Literaturnobelpreis - "Für die Schaffung neuer poetischer Ausdrucksformen" Der amerikanische Folk- und Rockmusiker Bob Dylan gilt als einer der einflussreichsten Songwriter des 20. Jahrhunderts. Nun wird er mit dem Literaturnobelpreis geehrt. © Foto: Jim Lo Scalzo/dpa

Der US-Amerikaner Bob Dylan erhält den diesjährigen Literaturnobelpreis. Das gab das Nobelpreiskomitee in Stockholm bekannt. Der Liedermacher werde für seine poetischen Neuschaffungen in der großen amerikanischen Gesangstradition geehrt, hieß es zur Begründung. Es ist das erste Mal, dass ein Songwriter den Preis erhält. "Dylan ist eine Ikone", erklärte die Akademie. "Sein Einfluss auf die zeitgenössische Musik ist groß."

Die Chefin der Schwedischen Akademie, Sara Danius, sagte nach der Bekanntgabe, Dylan sei ein großartiger Dichter. "Seit 45 Jahren erfindet er sich immer wieder neu." Dylan schreibe, um mit seinen Werken aufzutreten, sagte die Jurorin. Nichts anderes habe der Dichter Homer vor einigen Jahrtausenden auch getan.

Für den 75-Jährigen dürfte die Zuerkennung des Preises eine genauso große Überraschung gewesen sein wie für alle anderen. Die Jury habe ihre Entscheidung "in großer Einigkeit" getroffen. Mit Dylan habe sie vor der Verkündung nicht gesprochen, sagte Danius. Sie wollte ihn aber so schnell wie möglich anrufen. "Ich denke, ich habe eine gute Botschaft."

Insgesamt schrieb Dylan bisher mehr als 500 Lieder und gilt als einer der einflussreichsten Musiker des Pop und Rock. Seine Texte gelten für die Folk- und Rockmusik als wegweisend. Blowin' In The Wind und Like A Rolling Stone gehören zu seinen berühmtesten Songs.

Seinem deutschen Biografen Heinrich Detering zufolge beziehen sich die Songtexte des Amerikaners "auf Dichtungen unterschiedlichster Zeitalter und Kulturen: von der Bibel und Homers Odyssee über die Dichtungen der römischen Kaiserzeit (Ovid, Vergil, Juvenal), die mittelalterlichen Mysterienspiele und Shakespeares Dramen bis zur amerikanischen Romantik, den französischen poètes maudits und dem Theater Bertolt Brechts". Und nicht zuletzt hebt der Literaturwissenschaftler die Geistesverwandtschaft Dylans mit Beatpoeten wie Jack Kerouac und Allen Ginsberg hervor.

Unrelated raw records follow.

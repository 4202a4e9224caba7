// src/utils/url.rs

//! URL manipulation utilities.

use url::Url;

/// Resolve an `href` found on `base` into an absolute crawlable URL.
///
/// Returns `None` for anchors, non-HTTP schemes and unparseable links.
///
/// # Examples
/// ```
/// use search_engine::utils::url::resolve_link;
///
/// let base = url::Url::parse("https://example.com/path/").unwrap();
/// assert_eq!(
///     resolve_link(&base, "page.html"),
///     Some("https://example.com/path/page.html".to_string())
/// );
/// assert_eq!(resolve_link(&base, "mailto:someone@example.com"), None);
/// ```
pub fn resolve_link(base: &Url, href: &str) -> Option<String> {
    let href = href.trim();
    if href.is_empty() || href.starts_with('#') {
        return None;
    }

    let resolved = base.join(href).ok()?;
    match resolved.scheme() {
        "http" | "https" => Some(resolved.to_string()),
        _ => None,
    }
}

/// Canonical form of a URL used to recognise repeat visits.
///
/// Drops the fragment; falls back to the trimmed input when it does not parse.
pub fn normalize(url: &str) -> String {
    match Url::parse(url.trim()) {
        Ok(mut parsed) => {
            parsed.set_fragment(None);
            parsed.to_string()
        }
        Err(_) => url.trim().to_string(),
    }
}

/// Extract domain from a URL.
pub fn get_domain(url: &str) -> Option<String> {
    Url::parse(url)
        .ok()
        .and_then(|u| u.host_str().map(|s| s.to_lowercase()))
}
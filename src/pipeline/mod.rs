//! Pipeline entry points.
//!
//! - `open_indexer`: Open the index store and optional cache tier
//! - `run_crawl`: Crawl from the seed URL, then index what was collected
//! - `run_search`: Answer a keyword query from the index

pub mod crawl;
pub mod index;
pub mod search;

pub use crawl::run_crawl;
pub use index::open_indexer;
pub use search::run_search;
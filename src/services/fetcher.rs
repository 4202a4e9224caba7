// src/services/fetcher.rs

//! Page fetching and link extraction.

use async_trait::async_trait;
use scraper::{Html, Selector};
use url::Url;

use crate::error::{AppError, Result};
use crate::models::{CrawlerConfig, Page};
use crate::utils::http::{create_async_client, fetch_text};
use crate::utils::text::normalize_whitespace;
use crate::utils::url::resolve_link;

/// Source of crawlable pages.
#[async_trait]
pub trait PageFetcher: Send + Sync {
    /// Fetch `url` and return its text and outbound links.
    async fn fetch(&self, url: &str) -> Result<Page>;
}

/// Fetcher backed by a real HTTP client.
#[derive(Clone)]
pub struct HttpFetcher {
    client: reqwest::Client,
}

impl HttpFetcher {
    pub fn new(config: &CrawlerConfig) -> Result<Self> {
        Ok(Self {
            client: create_async_client(config)?,
        })
    }
}

#[async_trait]
impl PageFetcher for HttpFetcher {
    async fn fetch(&self, url: &str) -> Result<Page> {
        let base = Url::parse(url)?;
        let html = fetch_text(&self.client, url).await?;
        extract_page(&html, &base)
    }
}

/// Pull body text and resolved `<a href>` links out of an HTML document.
pub fn extract_page(html: &str, base: &Url) -> Result<Page> {
    let document = Html::parse_document(html);
    let body_sel = parse_selector("body")?;
    let link_sel = parse_selector("a[href]")?;

    let text = document
        .select(&body_sel)
        .next()
        .map(|body| normalize_whitespace(&body.text().collect::<Vec<_>>().join(" ")))
        .unwrap_or_default();

    let links = document
        .select(&link_sel)
        .filter_map(|a| a.value().attr("href"))
        .filter_map(|href| resolve_link(base, href))
        .collect();

    Ok(Page { text, links })
}

fn parse_selector(s: &str) -> Result<Selector> {
    Selector::parse(s).map_err(|e| AppError::crawl("selector", format!("{s}: {e:?}")))
}
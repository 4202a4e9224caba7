//! Utility functions and helpers.

pub mod http;
pub mod text;
pub mod url;
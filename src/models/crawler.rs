// src/models/crawler.rs

use std::collections::HashMap;

use chrono::{DateTime, Utc};
use serde::{Deserialize, Serialize};

/// URL to fragments gathered during one crawl run.
pub type PageData = HashMap<String, Vec<String>>;

/// Word to URL postings, one URL entry per occurrence.
pub type Postings = HashMap<String, Vec<String>>;

/// A link waiting to be fetched.
#[derive(Debug, Clone, PartialEq, Eq)]
pub struct CrawlTarget {
    pub url: String,
    /// Seed is depth 0, each followed link adds one
    pub depth: usize,
}

impl CrawlTarget {
    pub fn new(url: impl Into<String>, depth: usize) -> Self {
        Self {
            url: url.into(),
            depth,
        }
    }

    /// Target for a link found on this page.
    pub fn child(&self, url: impl Into<String>) -> Self {
        Self {
            url: url.into(),
            depth: self.depth + 1,
        }
    }
}

/// Extracted content of a fetched page.
#[derive(Debug, Clone, Default, PartialEq, Eq)]
pub struct Page {
    pub text: String,
    pub links: Vec<String>,
}

/// Counters of a crawl run.
#[derive(Debug, Clone, Copy, Default, PartialEq, Eq, Serialize, Deserialize)]
pub struct CrawlStats {
    pub pages_fetched: usize,
    pub fetch_failures: usize,
    pub skipped_visited: usize,
}

/// Outcome of writing one batch of postings.
#[derive(Debug, Clone, Copy, Default, PartialEq, Eq, Serialize, Deserialize)]
pub struct IndexReport {
    /// Distinct words in the batch
    pub words: usize,
    /// Words committed to the index store
    pub stored: usize,
    /// Words dropped because their payload could not be built
    pub failed: usize,
    /// Words written to the cache tier
    pub cached: usize,
}

/// Summary of a crawl followed by indexing.
#[derive(Debug, Clone, Serialize, Deserialize)]
pub struct CrawlReport {
    pub seed_url: String,
    pub start_time: DateTime<Utc>,
    pub end_time: DateTime<Utc>,
    pub url_count: usize,
    pub stats: CrawlStats,
    pub index: IndexReport,
    pub cancelled: bool,
}

impl CrawlReport {
    pub fn elapsed_secs(&self) -> f64 {
        (self.end_time - self.start_time).num_milliseconds() as f64 / 1000.0
    }
}
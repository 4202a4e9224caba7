// src/utils/http.rs

//! HTTP client utilities.

use crate::error::Result;
use crate::models::CrawlerConfig;

/// Create a configured asynchronous HTTP client.
pub fn create_async_client(config: &CrawlerConfig) -> Result<reqwest::Client> {
    let client = reqwest::Client::builder()
        .user_agent(&config.user_agent)
        .timeout(config.timeout())
        .build()?;
    Ok(client)
}

/// Fetch a page body as text, treating non-success statuses as errors.
pub async fn fetch_text(client: &reqwest::Client, url: &str) -> Result<String> {
    let text = client
        .get(url)
        .send()
        .await?
        .error_for_status()?
        .text()
        .await?;
    Ok(text)
}
//! Embedded on-disk index store backed by sled.
//!
//! All postings live in one tree (`IndexBucket`), keyed by word, with the
//! compressed URL list as value.

use std::path::Path;

use async_trait::async_trait;

use crate::error::Result;
use crate::storage::IndexStore;

/// Name of the tree holding every index entry.
pub const INDEX_BUCKET: &str = "IndexBucket";

/// sled-backed [`IndexStore`].
///
/// sled calls block, so every operation runs on the blocking thread pool.
#[derive(Clone)]
pub struct SledStore {
    db: sled::Db,
}

impl SledStore {
    /// Open (or create) the store at `path`.
    pub fn open(path: impl AsRef<Path>) -> Result<Self> {
        let path = path.as_ref();
        if let Some(parent) = path.parent().filter(|p| !p.as_os_str().is_empty()) {
            std::fs::create_dir_all(parent)?;
        }
        let db = sled::open(path)?;
        log::info!("Opened index store at {}", path.display());
        Ok(Self { db })
    }

    /// In-memory store removed on drop.
    pub fn temporary() -> Result<Self> {
        let db = sled::Config::new().temporary(true).open()?;
        Ok(Self { db })
    }

    async fn blocking<T, F>(&self, op: F) -> Result<T>
    where
        T: Send + 'static,
        F: FnOnce(&sled::Db) -> Result<T> + Send + 'static,
    {
        let db = self.db.clone();
        tokio::task::spawn_blocking(move || op(&db)).await?
    }
}

/// The bucket, if it has been created by a write.
fn bucket(db: &sled::Db) -> Result<Option<sled::Tree>> {
    let exists = db
        .tree_names()
        .iter()
        .any(|name| &name[..] == INDEX_BUCKET.as_bytes());
    if !exists {
        return Ok(None);
    }
    Ok(Some(db.open_tree(INDEX_BUCKET)?))
}

#[async_trait]
impl IndexStore for SledStore {
    async fn write_batch(&self, entries: Vec<(String, Vec<u8>)>) -> Result<usize> {
        self.blocking(move |db| {
            let tree = db.open_tree(INDEX_BUCKET)?;
            let count = entries.len();

            let mut batch = sled::Batch::default();
            for (word, payload) in entries {
                batch.insert(word.as_bytes(), payload);
            }
            tree.apply_batch(batch)?;
            tree.flush()?;

            Ok(count)
        })
        .await
    }

    async fn read(&self, word: &str) -> Result<Option<Vec<u8>>> {
        let word = word.to_string();
        self.blocking(move |db| {
            let Some(tree) = bucket(db)? else {
                return Ok(None);
            };
            Ok(tree.get(word.as_bytes())?.map(|value| value.to_vec()))
        })
        .await
    }

    async fn len(&self) -> Result<usize> {
        self.blocking(|db| Ok(bucket(db)?.map_or(0, |tree| tree.len())))
            .await
    }
}

#[cfg(test)]
mod tests {
    use super::*;

    #[tokio::test]
    async fn test_missing_bucket_reads_empty() {
        let store = SledStore::temporary().unwrap();
        assert_eq!(store.read("anything").await.unwrap(), None);
        assert_eq!(store.len().await.unwrap(), 0);
    }

    #[tokio::test]
    async fn test_batch_write_and_read() {
        let store = SledStore::temporary().unwrap();
        let written = store
            .write_batch(vec![
                ("rust".to_string(), vec![1, 2, 3]),
                ("go".to_string(), vec![4]),
            ])
            .await
            .unwrap();

        assert_eq!(written, 2);
        assert_eq!(store.read("rust").await.unwrap(), Some(vec![1, 2, 3]));
        assert_eq!(store.read("go").await.unwrap(), Some(vec![4]));
        assert_eq!(store.read("zig").await.unwrap(), None);
        assert_eq!(store.len().await.unwrap(), 2);
    }

    #[tokio::test]
    async fn test_write_replaces_previous_value() {
        let store = SledStore::temporary().unwrap();
        store
            .write_batch(vec![("rust".to_string(), vec![1])])
            .await
            .unwrap();
        store
            .write_batch(vec![("rust".to_string(), vec![2])])
            .await
            .unwrap();

        assert_eq!(store.read("rust").await.unwrap(), Some(vec![2]));
    }

    #[tokio::test]
    async fn test_persists_across_reopen() {
        let dir = tempfile::tempdir().unwrap();
        let path = dir.path().join("index.db");
        {
            let store = SledStore::open(&path).unwrap();
            store
                .write_batch(vec![("rust".to_string(), vec![7])])
                .await
                .unwrap();
        }

        let store = SledStore::open(&path).unwrap();
        assert_eq!(store.read("rust").await.unwrap(), Some(vec![7]));
    }

    #[tokio::test(flavor = "multi_thread", worker_threads = 2)]
    async fn test_concurrent_batches_and_reads() {
        let store = SledStore::temporary().unwrap();

        let writes = (0..8).map(|i| {
            let store = store.clone();
            async move {
                store
                    .write_batch(vec![(format!("word{i}"), vec![i as u8])])
                    .await
            }
        });
        for written in futures::future::join_all(writes).await {
            assert_eq!(written.unwrap(), 1);
        }

        let reads = (0..8).map(|i| {
            let store = store.clone();
            async move { store.read(&format!("word{i}")).await }
        });
        for (i, read) in futures::future::join_all(reads).await.into_iter().enumerate() {
            assert_eq!(read.unwrap(), Some(vec![i as u8]));
        }
        assert_eq!(store.len().await.unwrap(), 8);
    }

    #[test]
    fn test_open_invalid_path_fails() {
        let dir = tempfile::tempdir().unwrap();
        let file = dir.path().join("plain-file");
        std::fs::write(&file, b"occupied").unwrap();

        assert!(SledStore::open(file.join("index.db")).is_err());
    }
}
//! LinearInterpolation: pull-side interpolation over recent pushes.
//!
//! The last [`INTERPOLATION_HISTORY`] measurements pushed on `AB` are kept.
//! A pull of `AB-Interpolated` at `t` picks the latest pair of neighbouring
//! samples whose first sample is not after `t` (or the oldest pair) and
//! interpolates between them, extrapolating beyond either end. `maxAge`
//! (milliseconds, 0 disables) bounds the distance between `t` and the first
//! sample of the pair.

use crate::config::{SubgraphConfig, INTERPOLATION_HISTORY};
use crate::dataflow::{BuildContext, Component, ComponentCore, ComponentFactory, Construct, DataflowError, DataflowResult};
use crate::measurement::{ErrorPose, Interpolate, Measurement, Payload, Pose, Position, Rotation, Timestamp, NANOS_PER_MILLI};
use parking_lot::Mutex;
use std::collections::VecDeque;
use std::marker::PhantomData;
use std::sync::Arc;

pub(crate) fn register(factory: &mut ComponentFactory) {
    factory.register::<LinearInterpolation<Pose>>("PoseLinearInterpolation");
    factory.register::<LinearInterpolation<Rotation>>("RotationLinearInterpolation");
    factory.register::<LinearInterpolation<Position>>("PositionLinearInterpolation");
    factory.register::<LinearInterpolation<ErrorPose>>("ErrorPoseLinearInterpolation");
}

/// Interpolate `history` (ordered by arrival) at `t`.
pub fn interpolate_at<T: Interpolate>(
    history: &VecDeque<Measurement<T>>,
    t: Timestamp,
    max_age_ns: u64,
) -> DataflowResult<T> {
    if history.len() < 2 {
        return Err(DataflowError::NotEnoughData(
            "not enough data to start interpolation".to_string(),
        ));
    }
    let mut second = history.len() - 1;
    while second > 1 && history[second - 1].time() > t {
        second -= 1;
    }
    let (a, b) = (&history[second - 1], &history[second]);

    let time_diff = t.nanos_since(a.time());
    if max_age_ns > 0 && time_diff.unsigned_abs() > max_age_ns {
        return Err(DataflowError::TooOld(format!(
            "data is too old to do extrapolation: {} ms away from {}",
            time_diff / NANOS_PER_MILLI as i64,
            t
        )));
    }
    let event_diff = b.time().nanos_since(a.time());
    let h = if event_diff != 0 {
        time_diff as f64 / event_diff as f64
    } else {
        1.0
    };
    Ok(a.value()?.interpolate(b.value()?, h))
}

pub struct LinearInterpolation<T> {
    core: ComponentCore,
    _payload: PhantomData<fn() -> T>,
}

impl<T: Payload + Interpolate> Construct for LinearInterpolation<T> {
    fn construct(config: &SubgraphConfig, ctx: &BuildContext) -> DataflowResult<Self> {
        let max_age_ns = config.attr_or::<u64>("maxAge", 0)?.saturating_mul(NANOS_PER_MILLI);
        let history: Arc<Mutex<VecDeque<Measurement<T>>>> =
            Arc::new(Mutex::new(VecDeque::with_capacity(INTERPOLATION_HISTORY + 1)));

        let mut core = ComponentCore::new(config, ctx);
        let store = history.clone();
        core.push_consumer::<T, _>("AB", move |m| {
            tracing::trace!("Received push event with timestamp {}", m.time());
            let mut history = store.lock();
            history.push_back(m);
            if history.len() > INTERPOLATION_HISTORY {
                history.pop_front();
            }
            Ok(())
        })?;
        core.pull_supplier::<T, _>("AB-Interpolated", move |t| {
            let value = interpolate_at(&history.lock(), t, max_age_ns)?;
            Ok(Measurement::new(t, value))
        })?;
        Ok(Self {
            core,
            _payload: PhantomData,
        })
    }
}

impl<T: Payload + Interpolate> Component for LinearInterpolation<T> {
    fn core(&self) -> &ComponentCore {
        &self.core
    }
}

#[cfg(test)]
mod tests {
    use super::*;
    use crate::components::testing::{at, Harness};
    use crate::config::EdgeMode;

    fn history(samples: &[(u64, f64)]) -> VecDeque<Measurement<Position>> {
        samples
            .iter()
            .map(|&(ms, x)| at(ms, Position::new(x, 0.0, 0.0)))
            .collect()
    }

    fn x_at(h: &VecDeque<Measurement<Position>>, ms: u64, max_age: u64) -> DataflowResult<f64> {
        interpolate_at(h, Timestamp::from_millis(ms), max_age * NANOS_PER_MILLI).map(|p| p.x)
    }

    #[test]
    fn test_interpolates_between_neighbours() {
        let h = history(&[(0, 0.0), (10, 10.0), (20, 40.0)]);
        assert!((x_at(&h, 5, 0).unwrap() - 5.0).abs() < 1e-9);
        assert!((x_at(&h, 15, 0).unwrap() - 25.0).abs() < 1e-9);
    }

    #[test]
    fn test_extrapolates_past_newest() {
        let h = history(&[(0, 0.0), (10, 10.0)]);
        assert!((x_at(&h, 15, 0).unwrap() - 15.0).abs() < 1e-9);
    }

    #[test]
    fn test_needs_two_samples() {
        let h = history(&[(0, 0.0)]);
        assert!(matches!(x_at(&h, 0, 0), Err(DataflowError::NotEnoughData(_))));
    }

    #[test]
    fn test_max_age() {
        let h = history(&[(0, 0.0), (10, 10.0)]);
        assert!(x_at(&h, 50, 100).is_ok());
        assert!(matches!(x_at(&h, 500, 100), Err(DataflowError::TooOld(_))));
    }

    #[test]
    fn test_component_ports() {
        let h = Harness::new();
        let config = SubgraphConfig::new("interp", "PositionLinearInterpolation")
            .with_open_input("AB", EdgeMode::Push)
            .with_output("AB-Interpolated", EdgeMode::Pull);
        let interp = h.build(&config).unwrap();
        let feed = h.feed::<Position>(interp.as_ref(), "AB");
        for i in 0..60 {
            feed.send(at(i * 10, Position::new(i as f64, 0.0, 0.0)));
        }
        let out = h.pull::<Position>(interp.as_ref(), "AB-Interpolated");
        let m = out.pull(Timestamp::from_millis(585)).unwrap();
        assert!((m.value().unwrap().x - 58.5).abs() < 1e-9);
    }
}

Düster, anspruchsvoll, beispiellos

Der als Robert (Bobby) Allen Zimmerman geborene Dylan benannte sich vermutlich nach einem literarischen Idol um, dem walisischen Dichter Dylan Thomas. Der Erfolg stellt sich mit dem Song Blowin' In The Wind (1963) ein. Wütende Lieder wie Masters Of War oder A Hard Rain's A-Gonna Fall wurden von der Jugend- und Protestbewegung gespielt.

Danach wandelt sich Dylan zum Rockmusiker mit elektrischer Gitarre, komponiert und textet Mitte, Ende der 1960er Jahre Album- und Songklassiker in Serie. Seine mit Metaphern, Symbolen und Anspielungen durchsetzten Lyrics sind von beispielloser Qualität.

Nach wechselvollen, künstlerisch oft unbefriedigenden 1970er und 1980er Jahren kommt Dylans Rehabilitierung 1997 mit dem ersten großen Alterswerk Time Out Of Mind – einer Platte voller düsterer, anspruchsvoller Texte, die zu seinen besten zählen. Seitdem hat er einen Lauf, setzt alle paar Jahre Ausrufezeichen wie Modern Times (2006) oder das erneut von literarischen, geschichtlichen und biblischen Anspielungen wimmelnde Tempest (2012). Rund 100 Millionen Tonträger soll Dylan inzwischen verkauft haben.

Die aktuell mit umgerechnet rund 825.000 Euro dotierte Auszeichnung gilt als der weltweit bedeutendste Preis für Literatur. Die Nobelpreise werden am 10. Dezember, dem Todestag des Stifters Alfred Nobel, in Stockholm überreicht.